I tried to run my Scrapy project on a friend's computer. It didn't work. "Works on my machine," I said. He rolled his eyes.
The problem? Different Python version. Different packages. Different operating system. Everything was different.
Then I learned Docker. I packaged my entire project in a container. It worked on my machine, his machine, and every server we tried. Always the same. Always perfect.
Let me explain Docker in the simplest way possible, without any confusing technical terms.
What is Docker? (The Simple Explanation)
Imagine you want to ship a fragile item to someone. You could just throw it in a box and hope it arrives safely.

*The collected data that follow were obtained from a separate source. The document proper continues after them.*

//! Strongly typed parameter enumerations for the MPU-6000 driver.
//!
//! These enums map directly to datasheet field encodings and are used across
//! [`Config`](crate::config::Config) and the high-level driver APIs. Prefer these
//! types over raw integers to keep configuration values valid and explicit.
//!
//! # Examples
//!
//! ```rust
//! use mpu6000::params::{AccelRange, GyroRange, SamplingMode};
//!
//! let gyro = GyroRange::Dps2000;
//! let accel = AccelRange::G8;
//! let mode = SamplingMode::Fast;
//! assert_eq!(mode.native_rate_hz(), 1_000);
//! let _ = (gyro, accel);
//! ```

use modular_bitfield::prelude::Specifier;

/// Standard gravity used to convert accelerometer counts to m/s².
pub const GRAVITY_MSS: f32 = 9.806_65;

const DEG_TO_RAD: f32 = core::f32::consts::PI / 180.0;

/// Gyroscope full-scale selections (`GYRO_CONFIG.FS_SEL`).
#[derive(Debug, Clone, Copy, PartialEq, Eq, Specifier)]
#[cfg_attr(feature = "defmt", derive(defmt::Format))]
#[repr(u8)]
#[bits = 2]
pub enum GyroRange {
    /// ±250 °/s.
    Dps250 = 0b00,
    /// ±500 °/s.
    Dps500 = 0b01,
    /// ±1000 °/s.
    Dps1000 = 0b10,
    /// ±2000 °/s.
    Dps2000 = 0b11,
}

impl GyroRange {
    /// Returns the sensitivity in LSB per degree per second.
    pub fn lsb_per_dps(self) -> f32 {
        match self {
            Self::Dps250 => 131.0,
            Self::Dps500 => 65.5,
            Self::Dps1000 => 32.8,
            Self::Dps2000 => 16.4,
        }
    }

    /// Returns the scale factor from raw counts to rad/s.
    pub fn rad_per_lsb(self) -> f32 {
        DEG_TO_RAD / self.lsb_per_dps()
    }
}

/// Accelerometer full-scale selections (`ACCEL_CONFIG.AFS_SEL`).
#[derive(Debug, Clone, Copy, PartialEq, Eq, Specifier)]
#[cfg_attr(feature = "defmt", derive(defmt::Format))]
#[repr(u8)]
#[bits = 2]
pub enum AccelRange {
    /// ±2 g.
    G2 = 0b00,
    /// ±4 g.
    G4 = 0b01,
    /// ±8 g.
    G8 = 0b10,
    /// ±16 g.
    G16 = 0b11,
}

impl AccelRange {
    /// Returns the nominal sensitivity in LSB per g.
    pub fn lsb_per_g(self) -> f32 {
        match self {
            Self::G2 => 16_384.0,
            Self::G4 => 8_192.0,
            Self::G8 => 4_096.0,
            Self::G16 => 2_048.0,
        }
    }

    const fn one_step_lower(self) -> Self {
        match self {
            Self::G2 | Self::G4 => Self::G2,
            Self::G8 => Self::G4,
            Self::G16 => Self::G8,
        }
    }

    /// Returns the `AFS_SEL` value to program and the sensitivity it actually yields.
    ///
    /// Revision C silicon reports half the datasheet sensitivity, so the next lower
    /// selection is programmed to land on the requested range.
    pub fn setting_for(self, product: ProductId) -> (AccelRange, f32) {
        if product.is_revision_c() {
            let setting = self.one_step_lower();
            (setting, setting.lsb_per_g() / 2.0)
        } else {
            (self, self.lsb_per_g())
        }
    }
}

/// Digital low-pass filter selections (`CONFIG.DLPF_CFG`).
#[derive(Debug, Clone, Copy, PartialEq, Eq, Specifier)]
#[cfg_attr(feature = "defmt", derive(defmt::Format))]
#[repr(u8)]
#[bits = 3]
pub enum DlpfConfig {
    /// 256 Hz gyro bandwidth, 8 kHz gyro output rate.
    Hz256 = 0,
    /// 188 Hz bandwidth.
    Hz188 = 1,
    /// 98 Hz bandwidth.
    Hz98 = 2,
    /// 42 Hz bandwidth.
    Hz42 = 3,
    /// 20 Hz bandwidth.
    Hz20 = 4,
    /// 10 Hz bandwidth.
    Hz10 = 5,
    /// 5 Hz bandwidth.
    Hz5 = 6,
    /// Reserved encoding.
    Reserved = 7,
}

impl DlpfConfig {
    /// Picks the hardware filter for a requested cutoff; `0` selects the widest setting.
    pub const fn for_cutoff(cutoff_hz: u16) -> Self {
        match cutoff_hz {
            0 => Self::Hz256,
            1..=5 => Self::Hz5,
            6..=10 => Self::Hz10,
            11..=20 => Self::Hz20,
            21..=42 => Self::Hz42,
            43..=98 => Self::Hz98,
            _ => Self::Hz256,
        }
    }

    /// Like [`DlpfConfig::for_cutoff`] but never opens the filter.
    ///
    /// With the DLPF disabled the gyro output rate rises from 1 kHz to 8 kHz, which
    /// would break the divided sampling rate; requests above 98 Hz get 98 Hz.
    pub const fn engaged_for_cutoff(cutoff_hz: u16) -> Self {
        match Self::for_cutoff(cutoff_hz) {
            Self::Hz256 | Self::Reserved => Self::Hz98,
            engaged => engaged,
        }
    }

    /// Returns `true` when the setting keeps the 1 kHz gyro output rate.
    pub const fn is_engaged(self) -> bool {
        !matches!(self, Self::Hz256 | Self::Reserved)
    }

    /// Returns the nominal bandwidth in hertz.
    pub const fn bandwidth_hz(self) -> u16 {
        match self {
            Self::Hz256 => 256,
            Self::Hz188 => 188,
            Self::Hz98 => 98,
            Self::Hz42 => 42,
            Self::Hz20 => 20,
            Self::Hz10 => 10,
            Self::Hz5 => 5,
            Self::Reserved => 0,
        }
    }
}

/// Clock source selections (`PWR_MGMT_1.CLKSEL`).
#[derive(Debug, Clone, Copy, PartialEq, Eq, Specifier)]
#[cfg_attr(feature = "defmt", derive(defmt::Format))]
#[repr(u8)]
#[bits = 3]
pub enum ClockSource {
    /// Internal 8 MHz oscillator.
    Internal = 0,
    /// PLL referenced to the X gyro.
    PllGyroX = 1,
    /// PLL referenced to the Y gyro.
    PllGyroY = 2,
    /// PLL referenced to the Z gyro.
    PllGyroZ = 3,
    /// PLL referenced to an external 32.768 kHz clock.
    PllExternal32k = 4,
    /// PLL referenced to an external 19.2 MHz clock.
    PllExternal19M = 5,
    /// Reserved encoding.
    Reserved = 6,
    /// Clock stopped, timing generator held in reset.
    Stopped = 7,
}

/// Bus clock selection used by the transports.
#[derive(Debug, Clone, Copy, PartialEq, Eq)]
#[cfg_attr(feature = "defmt", derive(defmt::Format))]
pub enum BusSpeed {
    /// Slow clock used while programming registers.
    Low,
    /// Fast clock used for steady-state sampling.
    High,
}

/// Platform sampling strategy.
#[derive(Debug, Clone, Copy, PartialEq, Eq)]
#[cfg_attr(feature = "defmt", derive(defmt::Format))]
pub enum SamplingMode {
    /// Sample at 1 kHz with the hardware filter wide open and a software two-pole filter.
    Fast,
    /// Sample at 200 Hz behind the hardware DLPF, relying on averaging only.
    Divided,
}

impl SamplingMode {
    /// Rate at which the sampling tick must run.
    pub const fn native_rate_hz(self) -> u16 {
        match self {
            Self::Fast => 1_000,
            Self::Divided => 200,
        }
    }

    /// Tick period in microseconds.
    pub const fn tick_period_us(self) -> u32 {
        1_000_000 / self.native_rate_hz() as u32
    }

    /// `SMPLRT_DIV` value producing [`Self::native_rate_hz`].
    pub const fn sample_rate_divider(self) -> u8 {
        match self {
            // 8 kHz gyro output with the DLPF open.
            Self::Fast => 7,
            // 1 kHz gyro output with the DLPF engaged.
            Self::Divided => 4,
        }
    }
}

/// Contents of the `PRODUCT_ID` register.
#[derive(Debug, Clone, Copy, PartialEq, Eq)]
#[cfg_attr(feature = "defmt", derive(defmt::Format))]
pub struct ProductId(pub u8);

impl ProductId {
    /// Engineering-sample and production revision C4/C5 identifiers.
    const REVISION_C: [u8; 4] = [0x14, 0x15, 0x54, 0x55];

    /// Returns `true` for revision C silicon with halved accel sensitivity.
    pub fn is_revision_c(self) -> bool {
        Self::REVISION_C.contains(&self.0)
    }
}

#[cfg(test)]
mod tests {
    use super::*;

    #[test]
    fn dlpf_selection_rounds_up_to_next_bandwidth() {
        assert_eq!(DlpfConfig::for_cutoff(0), DlpfConfig::Hz256);
        assert_eq!(DlpfConfig::for_cutoff(5), DlpfConfig::Hz5);
        assert_eq!(DlpfConfig::for_cutoff(15), DlpfConfig::Hz20);
        assert_eq!(DlpfConfig::for_cutoff(20), DlpfConfig::Hz20);
        assert_eq!(DlpfConfig::for_cutoff(42), DlpfConfig::Hz42);
        assert_eq!(DlpfConfig::for_cutoff(60), DlpfConfig::Hz98);
        assert_eq!(DlpfConfig::for_cutoff(200), DlpfConfig::Hz256);
    }

    #[test]
    fn engaged_selection_caps_at_98_hz() {
        assert_eq!(DlpfConfig::engaged_for_cutoff(20), DlpfConfig::Hz20);
        assert_eq!(DlpfConfig::engaged_for_cutoff(99), DlpfConfig::Hz98);
        assert_eq!(DlpfConfig::engaged_for_cutoff(u16::MAX), DlpfConfig::Hz98);
        assert!(DlpfConfig::engaged_for_cutoff(0).is_engaged());
        assert!(!DlpfConfig::Hz256.is_engaged());
    }

    #[test]
    fn revision_c_programs_one_step_lower() {
        let (setting, lsb) = AccelRange::G8.setting_for(ProductId(0x54));
        assert_eq!(setting, AccelRange::G4);
        assert_eq!(lsb, 4_096.0);

        let (setting, lsb) = AccelRange::G8.setting_for(ProductId(0x58));
        assert_eq!(setting, AccelRange::G8);
        assert_eq!(lsb, 4_096.0);
    }

    #[test]
    fn tick_periods_follow_native_rate() {
        assert_eq!(SamplingMode::Fast.tick_period_us(), 1_000);
        assert_eq!(SamplingMode::Divided.tick_period_us(), 5_000);
    }
}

Or you could pack it carefully with bubble wrap, foam, and a solid container.
Docker is like that protective container for your code.
It packages:
- Your Scrapy project
- Python (the right version)
- All your packages (scrapy, requests, etc.)
- Everything needed to run
All in one neat package called a "container."
The magic: This container works EXACTLY the same on:
- Your laptop
- Your friend's computer
- Any server
- Windows, Mac, or Linux
No more "it works on my machine" problems!
Why Use Docker with Scrapy?
Problem 1: Different Computers, Different Problems
Without Docker:
Your laptop: Python 3.11, Scrapy 2.11 → Works!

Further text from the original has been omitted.